To give some examples: farms will grow crops faster if they are set up near rivers; a character who wanders by a new archery stand may start shooting arrows on his own and generate coins; moving a maypole near one character will cause her to sing, which will attract birds, who will then drop coins. Some of that is more Easter Egg than simulation, but the idea is that there will be both obvious and non-obvious consequences to how CastleVille players arrange their game world, allowing them to tinker and optimise their creation.

The CastleVille crew is excited about how characters play a role in this story. They are active inhabitants in the game world, not just talking heads who squawk from menus. For a Zynga game, that’s yet another step toward conventional game design, following the more advanced combat mechanics introduced in last month’s Mafia Wars 2 and the slightly more complex narratives (for a Zynga game) produced in FrontierVille.

Story may be advancing again in this game as will Zynga game standards for original music. The game will be set to about 15 minutes of orignal music, all recorded by a 75-piece orchestra and choir, composed by Stephen Rippy, audio director on Halo Wars.

There won’t be much combat in the game. Bad guys — “beasties” — will have to be dealt with by using certain items, but there’s no hack-and-slash or skirmish systems in the game. Jackson said there will be rushes of enemies, occasionally, but I’m not imagining anything like real-time-strategy game combat.

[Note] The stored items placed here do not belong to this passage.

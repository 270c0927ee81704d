//! Coordinate Reference System handling

use serde::{Deserialize, Serialize};
use std::fmt;
use std::str::FromStr;

use crate::error::Error;

/// Coordinate Reference System representation
#[derive(Debug, Clone, PartialEq, Serialize, Deserialize)]
pub struct CRS {
    /// WKT representation
    wkt: Option<String>,
    /// EPSG code if known
    epsg: Option<u32>,
}

impl CRS {
    /// Create a CRS from an EPSG code
    pub fn from_epsg(code: u32) -> Self {
        Self {
            wkt: None,
            epsg: Some(code),
        }
    }

    /// Create a CRS from a WKT string
    pub fn from_wkt(wkt: impl Into<String>) -> Self {
        Self {
            wkt: Some(wkt.into()),
            epsg: None,
        }
    }

    /// JGD2011 geographic (EPSG:6668), the default merge target
    pub fn jgd2011() -> Self {
        Self::from_epsg(6668)
    }

    /// WGS84 geographic CRS (EPSG:4326)
    pub fn wgs84() -> Self {
        Self::from_epsg(4326)
    }

    /// Get EPSG code if known
    pub fn epsg(&self) -> Option<u32> {
        self.epsg
    }

    /// Get WKT representation
    pub fn wkt(&self) -> Option<&str> {
        self.wkt.as_deref()
    }

    /// Check if two CRS are equivalent
    pub fn is_equivalent(&self, other: &CRS) -> bool {
        if let (Some(a), Some(b)) = (self.epsg, other.epsg) {
            return a == b;
        }

        // Textual WKT comparison is imperfect but conservative
        if let (Some(a), Some(b)) = (&self.wkt, &other.wkt) {
            return a == b;
        }

        false
    }

    /// OGC URN form used by the legacy GeoJSON `crs` member,
    /// e.g. `urn:ogc:def:crs:EPSG::6668`.
    pub fn to_urn(&self) -> Option<String> {
        self.epsg.map(|code| format!("urn:ogc:def:crs:EPSG::{}", code))
    }

    /// Get a string identifier for this CRS
    pub fn identifier(&self) -> String {
        if let Some(code) = self.epsg {
            return format!("EPSG:{}", code);
        }
        if let Some(wkt) = &self.wkt {
            return format!("WKT:{}", wkt.chars().take(50).collect::<String>());
        }
        "Unknown".to_string()
    }
}

impl FromStr for CRS {
    type Err = Error;

    /// Accepts `EPSG:6668`, `epsg:6668`, `6668`, `urn:ogc:def:crs:EPSG::6668`
    /// and the legacy `urn:ogc:def:crs:OGC:1.3:CRS84` alias for WGS84.
    fn from_str(s: &str) -> Result<Self, Self::Err> {
        let s = s.trim();
        if s.eq_ignore_ascii_case("urn:ogc:def:crs:OGC:1.3:CRS84") {
            return Ok(Self::wgs84());
        }

        let code = if let Some(rest) = s.strip_prefix("urn:ogc:def:crs:EPSG:") {
            // Optional version segment: urn:ogc:def:crs:EPSG:<version>:<code>
            rest.rsplit(':').next().unwrap_or(rest)
        } else if s.get(..5).is_some_and(|p| p.eq_ignore_ascii_case("epsg:")) {
            &s[5..]
        } else {
            s
        };

        code.parse::<u32>()
            .map(Self::from_epsg)
            .map_err(|_| Error::InvalidParameter {
                name: "crs",
                value: s.to_string(),
                reason: "expected an EPSG code such as EPSG:6668".to_string(),
            })
    }
}

impl fmt::Display for CRS {
    fn fmt(&self, f: &mut fmt::Formatter<'_>) -> fmt::Result {
        write!(f, "{}", self.identifier())
    }
}

impl Default for CRS {
    fn default() -> Self {
        Self::jgd2011()
    }
}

CastleVille is less of an obvious fit for the people who like the kind of console games that get press this time of year. The mission-based Adventure World and the violent, strategic Mafia Wars 2 were. But to hear Jackson promise dozens of gameplay and simulation surprises hiding in the game world makes CastleVille seem like a game that’ll be worth poking around in at launch to see what kind of depth is hiding there. And, hey, it’s free.